Lands, Agriculture, Fisheries, Water and Rural Development Minister Anxious Masuka in his official capacity, the Registrar of Deeds and Mr Robert Njani are listed as respondents.

Granting the application for leave to appeal, the bench after studying the papers submitted by Mr Fletcher from both the High Court and Supreme Court it becomes evident that the dispute regarding the land in question had consistently centred on the interpretation of section 16B of the former constitution, but that the incorporation into Bulawayo City Council in 1999 had not been considered, and that change was crucial.

It was also noted that the High Court determined that it had the necessary jurisdiction to hear the applicant’s plea for the upliftment of the caveats.

This was primarily because Section 16B of the old constitution only applied to challenges against the acquisition of land by the State and therefore did not restrict the applicant from challenging the endorsement of caveats on the land that he occupied.

In the Supreme Court decision, the dispute also revolved around the interpretation of Section 16B of the former constitution, as read with Sections 72(3) and 72(4) of the current Constitution.

The court found that the High Court lacked the necessary jurisdiction to hear the application for upliftment of the caveats as the jurisdiction of all courts to determine challenges regarding the acquisition of land by the State had been expressly ousted by Section 16B.

This interpretation by the Supreme Court over to the meaning and import of the section effectively determined and extinguished the dispute in favour of the State.

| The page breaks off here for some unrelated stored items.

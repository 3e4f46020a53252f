//! Shared test utilities for the wxvx workspace.
//!
//! This crate provides common testing infrastructure including:
//! - The reference configuration document
//! - Grid data generators
//! - In-memory reader and fetch collaborators
//!
//! # Usage
//!
//! Add to your crate's `Cargo.toml`:
//!
//! ```toml
//! [dev-dependencies]
//! test-utils = { path = "../test-utils" }
//! ```
//!
//! Then import in your tests:
//!
//! ```ignore
//! use test_utils::{raw_field, MemoryReader, CONFIG_YAML};
//! ```

pub mod fixtures;
pub mod generators;
pub mod memory;

// Re-export commonly used items at the crate root
pub use fixtures::*;
pub use generators::*;
pub use memory::*;

/// Macro for approximate floating-point equality assertions.
///
/// # Usage
///
/// ```ignore
/// use test_utils::assert_approx_eq;
///
/// assert_approx_eq!(1.0001_f64, 1.0_f64, 0.001_f64); // passes
/// assert_approx_eq!(1.1_f32, 1.0_f32, 0.001_f32);    // fails
/// ```
#[macro_export]
macro_rules! assert_approx_eq {
    ($left:expr, $right:expr, $epsilon:expr) => {{
        let left: f64 = $left as f64;
        let right: f64 = $right as f64;
        let epsilon: f64 = $epsilon as f64;
        let diff = (left - right).abs();
        if diff > epsilon {
            panic!(
                "assertion failed: `(left ≈ right)`\n  left: `{:?}`,\n right: `{:?}`,\n  diff: `{:?}` > epsilon `{:?}`",
                left, right, diff, epsilon
            );
        }
    }};
}

#[cfg(test)]
mod tests {
    use super::*;

    #[test]
    fn test_assert_approx_eq_passes() {
        assert_approx_eq!(1.0001, 1.0, 0.001);
        assert_approx_eq!(0.0, 0.0, 0.0001);
        assert_approx_eq!(-5.5, -5.500001, 0.0001);
    }

    #[test]
    #[should_panic(expected = "assertion failed")]
    fn test_assert_approx_eq_fails() {
        assert_approx_eq!(1.1, 1.0, 0.001);
    }
}
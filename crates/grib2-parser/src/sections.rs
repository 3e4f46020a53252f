//! Time metadata read directly from GRIB2 section bytes.
//!
//! Section 1 carries the reference time of a message and Section 4 the
//! forecast offset of each product. [`product_times`] walks every message
//! in a file and yields one entry per Section 4, in file order, which is
//! also the order the `grib` crate enumerates submessages in.

use chrono::{DateTime, Duration, NaiveDate, Utc};

const INDICATOR_LEN: usize = 16;
const END_MARKER: &[u8; 4] = b"7777";

/// Times recorded for one product.
#[derive(Debug, Clone, Copy, PartialEq, Eq, Default)]
pub struct ProductTimes {
    pub reference_time: Option<DateTime<Utc>>,
    pub lead_time: Option<Duration>,
}

/// Times for every product in `data`, in file order. Stops at the first
/// structurally invalid message.
pub fn product_times(data: &[u8]) -> Vec<ProductTimes> {
    let mut times = Vec::new();
    let mut offset = 0;

    while let Some(start) = find_magic(data, offset) {
        let Some(message_len) = data
            .get(start + 8..start + INDICATOR_LEN)
            .map(|b| u64::from_be_bytes([b[0], b[1], b[2], b[3], b[4], b[5], b[6], b[7]]) as usize)
        else {
            break;
        };
        let Some(message) = start
            .checked_add(message_len)
            .and_then(|end| data.get(start..end))
        else {
            break;
        };

        let mut reference_time = None;
        let mut pos = INDICATOR_LEN;
        while pos + 5 <= message.len() && &message[pos..pos + 4] != END_MARKER {
            let section_len = u32::from_be_bytes([
                message[pos],
                message[pos + 1],
                message[pos + 2],
                message[pos + 3],
            ]) as usize;
            if section_len < 5 || pos + section_len > message.len() {
                return times;
            }

            let section = &message[pos..pos + section_len];
            match section[4] {
                1 => reference_time = parse_reference_time(section),
                4 => times.push(ProductTimes {
                    reference_time,
                    lead_time: parse_forecast_time(section),
                }),
                _ => {}
            }
            pos += section_len;
        }

        offset = start + message_len.max(INDICATOR_LEN);
    }

    times
}

fn find_magic(data: &[u8], from: usize) -> Option<usize> {
    data.get(from..)?
        .windows(4)
        .position(|w| w == b"GRIB")
        .map(|p| from + p)
}

/// Reference time from Section 1 (octets 13-19).
fn parse_reference_time(section: &[u8]) -> Option<DateTime<Utc>> {
    let b = section.get(12..19)?;
    let year = u16::from_be_bytes([b[0], b[1]]) as i32;

    let naive = NaiveDate::from_ymd_opt(year, b[2] as u32, b[3] as u32)?
        .and_hms_opt(b[4] as u32, b[5] as u32, b[6] as u32)?;
    Some(DateTime::<Utc>::from_naive_utc_and_offset(naive, Utc))
}

/// Forecast time from Section 4. Templates 4.0 to 4.15 share the layout:
/// unit at octet 18, value at octets 19-22.
fn parse_forecast_time(section: &[u8]) -> Option<Duration> {
    let template = u16::from_be_bytes([*section.get(7)?, *section.get(8)?]);
    if template > 15 {
        return None;
    }

    let unit = *section.get(17)?;
    let b = section.get(18..22)?;
    let value = u32::from_be_bytes([b[0], b[1], b[2], b[3]]) as i64;

    // Code table 4.4
    let seconds = match unit {
        0 => 60,
        1 => 3_600,
        2 => 86_400,
        10 => 3 * 3_600,
        11 => 6 * 3_600,
        12 => 12 * 3_600,
        13 => 1,
        _ => return None,
    };
    Some(Duration::seconds(value * seconds))
}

But writing for the bench of three judges on Tuesday, Justice Patel ruled that there was an unavoidable constitutional issue before the lower court relating to the interpretation and enforcement of the provisions of the former constitution.

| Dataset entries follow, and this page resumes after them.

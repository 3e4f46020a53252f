//! Common test fixtures for wxvx tests.
//!
//! This module provides pre-defined test data that represents common
//! scenarios in a verification run.

/// Reference configuration document.
///
/// Cycles 2024-12-19T18 and 2024-12-20T06, lead times 0/6/12 h, four
/// variables (two isobaric, one column, one near-surface).
pub const CONFIG_YAML: &str = r#"baseline:
  name: Baseline
  template: "https://some.url/path/to/a.grib2"
cycles:
  start: "2024-12-19T18:00:00"
  step: "12:00:00"
  stop: "2024-12-20T06:00:00"
forecast:
  name: Forecast
  path: /path/to/forecast
leadtimes:
  start: "00:00:00"
  step: "06:00:00"
  stop: "12:00:00"
plot:
  baseline: true
threads: 4
variables:
  HGT:
    level_type: isobaricInhPa
    levels: [900]
    standard_name: gh
  REFC:
    level_type: atmosphere
    standard_name: refc
  SPFH:
    level_type: isobaricInhPa
    levels: [900]
    standard_name: q
  T2M:
    level_type: heightAboveGround
    levels: [2]
    standard_name: 2t
workdir: /path/to/workdir
"#;

/// Common grid specifications for testing.
pub mod grid {
    /// CONUS-like regular lat/lon grid, coarse enough for unit tests
    pub const CONUS_COARSE: GridSpec = GridSpec {
        width: 8,
        height: 5,
        min_lon: -130.0,
        max_lon: -60.0,
        min_lat: 20.0,
        max_lat: 55.0,
    };

    /// Simple 10x10 test grid
    pub const SIMPLE_10X10: GridSpec = GridSpec {
        width: 10,
        height: 10,
        min_lon: -10.0,
        max_lon: 10.0,
        min_lat: -10.0,
        max_lat: 10.0,
    };

    /// Grid specification for testing.
    #[derive(Debug, Clone, Copy)]
    pub struct GridSpec {
        pub width: usize,
        pub height: usize,
        pub min_lon: f64,
        pub max_lon: f64,
        pub min_lat: f64,
        pub max_lat: f64,
    }

    impl GridSpec {
        /// Returns the total number of grid cells.
        pub fn size(&self) -> usize {
            self.width * self.height
        }

        /// Returns the resolution in degrees.
        pub fn resolution(&self) -> (f64, f64) {
            let dx = (self.max_lon - self.min_lon) / (self.width.max(2) - 1) as f64;
            let dy = (self.max_lat - self.min_lat) / (self.height.max(2) - 1) as f64;
            (dx, dy)
        }

        /// Same extent with a different point count.
        pub fn with_size(self, width: usize, height: usize) -> Self {
            Self {
                width,
                height,
                ..self
            }
        }
    }
}

/// Common time values for testing.
pub mod time {
    /// First cycle of the reference configuration
    pub const FIRST_CYCLE: &str = "2024-12-19T18:00:00";

    /// Last cycle of the reference configuration
    pub const LAST_CYCLE: &str = "2024-12-20T06:00:00";

    /// Lead times of the reference configuration, in hours
    pub const LEAD_HOURS: [u32; 3] = [0, 6, 12];
}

In the first part of the ruling, Justice Patel said he was satisfied that the Constitutional Court did have the requisite jurisdiction to entertain and preside over the appeal that Mr Fletcher intended to file, if he was granted leave to do so since the critical question that arose for determination was whether the land was properly acquired by the State in terms of section 16B of the former Constitution, as read with section 72 of the current Constitution.

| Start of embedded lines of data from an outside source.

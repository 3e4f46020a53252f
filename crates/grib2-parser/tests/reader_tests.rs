//! Grib2Reader against synthetic files on disk.

mod common;

use std::io::Write;
use std::path::PathBuf;

use chrono::{Duration, TimeZone, Utc};
use common::{concat, Grib2Builder};
use flate2::write::GzEncoder;
use flate2::Compression;
use grib2_parser::{decompress_gzip, Grib2Reader};
use tempfile::TempDir;
use vx_common::{FieldReader, FieldSelector, Level, LevelType, ReadError};

fn sample_file() -> Vec<u8> {
    concat(&[
        Grib2Builder::new_gfs()
            .with_parameter(3, 5)
            .with_level(100, 90000)
            .with_grid(5, 5)
            .with_constant_value(1000.0)
            .build(),
        Grib2Builder::new_gfs()
            .with_grid(5, 5)
            .with_constant_value(288.15)
            .build(),
        Grib2Builder::new_gfs()
            .with_parameter(16, 196)
            .with_level(10, 0)
            .with_grid(5, 5)
            .with_constant_value(-10.0)
            .build(),
        // Not in the standard tables
        Grib2Builder::new_gfs()
            .with_parameter(19, 0)
            .with_level(1, 0)
            .with_grid(5, 5)
            .build(),
    ])
}

fn write(dir: &TempDir, name: &str, data: &[u8]) -> PathBuf {
    let path = dir.path().join(name);
    std::fs::write(&path, data).unwrap();
    path
}

fn gzip(data: &[u8]) -> Vec<u8> {
    let mut encoder = GzEncoder::new(Vec::new(), Compression::default());
    encoder.write_all(data).unwrap();
    encoder.finish().unwrap()
}

#[tokio::test]
async fn test_list_fields_identifies_known_parameters() {
    let dir = TempDir::new().unwrap();
    let path = write(&dir, "sample.grib2", &sample_file());

    let headers = Grib2Reader::standard().list_fields(&path).await.unwrap();

    assert_eq!(headers.len(), 3);

    assert_eq!(headers[0].short_name, "gh");
    assert_eq!(headers[0].level_type, LevelType::IsobaricInhPa);
    assert_eq!(headers[0].level, Some(Level(900.0)));

    assert_eq!(headers[1].short_name, "2t");
    assert_eq!(headers[1].level_type, LevelType::HeightAboveGround);
    assert_eq!(headers[1].level, Some(Level(2.0)));

    assert_eq!(headers[2].short_name, "refc");
    assert_eq!(headers[2].level_type, LevelType::Atmosphere);
    assert_eq!(headers[2].level, None);
}

#[tokio::test]
async fn test_gzip_input_is_transparent() {
    let dir = TempDir::new().unwrap();
    let plain = write(&dir, "sample.grib2", &sample_file());
    let packed = write(&dir, "sample.grib2.gz", &gzip(&sample_file()));

    let reader = Grib2Reader::standard();
    assert_eq!(
        reader.list_fields(&plain).await.unwrap(),
        reader.list_fields(&packed).await.unwrap()
    );
}

#[tokio::test]
async fn test_absent_selector_reads_nothing() {
    let dir = TempDir::new().unwrap();
    let path = write(&dir, "sample.grib2", &sample_file());

    let selector = FieldSelector {
        short_name: "q".to_string(),
        level_type: LevelType::IsobaricInhPa,
        level: Some(Level(900.0)),
    };
    let found = Grib2Reader::standard().read_field(&path, &selector).await.unwrap();
    assert!(found.is_none());
}

#[tokio::test]
async fn test_read_field_carries_source_times() {
    let dir = TempDir::new().unwrap();
    let data = concat(&[
        Grib2Builder::new_gfs()
            .with_parameter(3, 5)
            .with_level(100, 90000)
            .with_grid(5, 5)
            .with_reference_time(2024, 12, 19, 12)
            .build(),
        Grib2Builder::new_gfs()
            .with_grid(5, 5)
            .with_reference_time(2024, 12, 19, 18)
            .with_forecast_hour(6)
            .with_constant_value(288.15)
            .build(),
    ]);
    let path = write(&dir, "times.grib2", &data);

    let selector = FieldSelector {
        short_name: "2t".to_string(),
        level_type: LevelType::HeightAboveGround,
        level: Some(Level(2.0)),
    };
    let field = Grib2Reader::standard()
        .read_field(&path, &selector)
        .await
        .unwrap()
        .unwrap();

    let cycle = Utc.with_ymd_and_hms(2024, 12, 19, 18, 0, 0).unwrap();
    assert_eq!(field.reference_time, Some(cycle));
    assert_eq!(field.lead_time, Some(Duration::hours(6)));
    assert_eq!(field.values.len(), 25);
}

#[tokio::test]
async fn test_missing_file_is_unavailable() {
    let dir = TempDir::new().unwrap();
    let err = Grib2Reader::standard()
        .list_fields(&dir.path().join("missing.grib2"))
        .await
        .unwrap_err();
    assert!(matches!(err, ReadError::Unavailable(_)));
}

#[tokio::test]
async fn test_garbage_is_malformed() {
    let dir = TempDir::new().unwrap();
    let path = write(&dir, "garbage.grib2", b"this is not a GRIB2 file at all");
    let err = Grib2Reader::standard().list_fields(&path).await.unwrap_err();
    assert!(matches!(err, ReadError::Malformed(_)));
}

#[test]
fn test_decompress_gzip_rejects_plain_bytes() {
    assert!(matches!(
        decompress_gzip(b"GRIB"),
        Err(ReadError::Malformed(_))
    ));
    assert_eq!(&decompress_gzip(&gzip(b"GRIB")).unwrap()[..], b"GRIB");
}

“The basis upon which the court a quo (lower court) held that the High Court had no jurisdiction to entertain the application for upliftment of the caveats was that the applicant had no legal cause for bringing such an application in as much as the land now vested in the State.

“This was after the land was acquired and gazetted on 25 August 2000 under General Notice 405 of 2000.”

However, Justice Patel found that it was evident that the Supreme Court improperly disregarded a crucial intervening event and its legal ramifications, that is the fact that the land was proclaimed as urban land in 1999 before it was gazetted for acquisition in 2000.

This conversion of its status was affected by Statutory Instrument 212 of 1999 which altered the boundaries of the Bulawayo City Council area by the addition of the land in question, together with other pieces of land, to that council area.

“In conclusion, it appears to me that the court a quo (lower court) fundamentally misconstrued and consequently misapplied the law governing the compulsory acquisition of agricultural land, and that it did so both substantively and procedurally,” said Justice Patel.

“In the event, I take the view that its judgment is likely to be materially altered or overturned on appeal before the full bench of this Court.

“My conclusion is premised on the fact that the matter at hand pertains to a Constitutional issue which, in my assessment, has reasonable prospects of success on appeal.”

Given the great likelihood of success, Justice Patel said it was in the interests of justice to grant leave to appeal in this case.

It was also the judge’s view that in considering the interests of justice in this matter, it was necessary to ventilate two inter-related issues.

The first is the existence of conflicting positions on the applicable law.

The second relates to the public interest in the definitive disposition of the matter.

Mr Luckson Muradzikwa from the Attorney General’s Civil Division represented Minister Masuka in the unopposed application.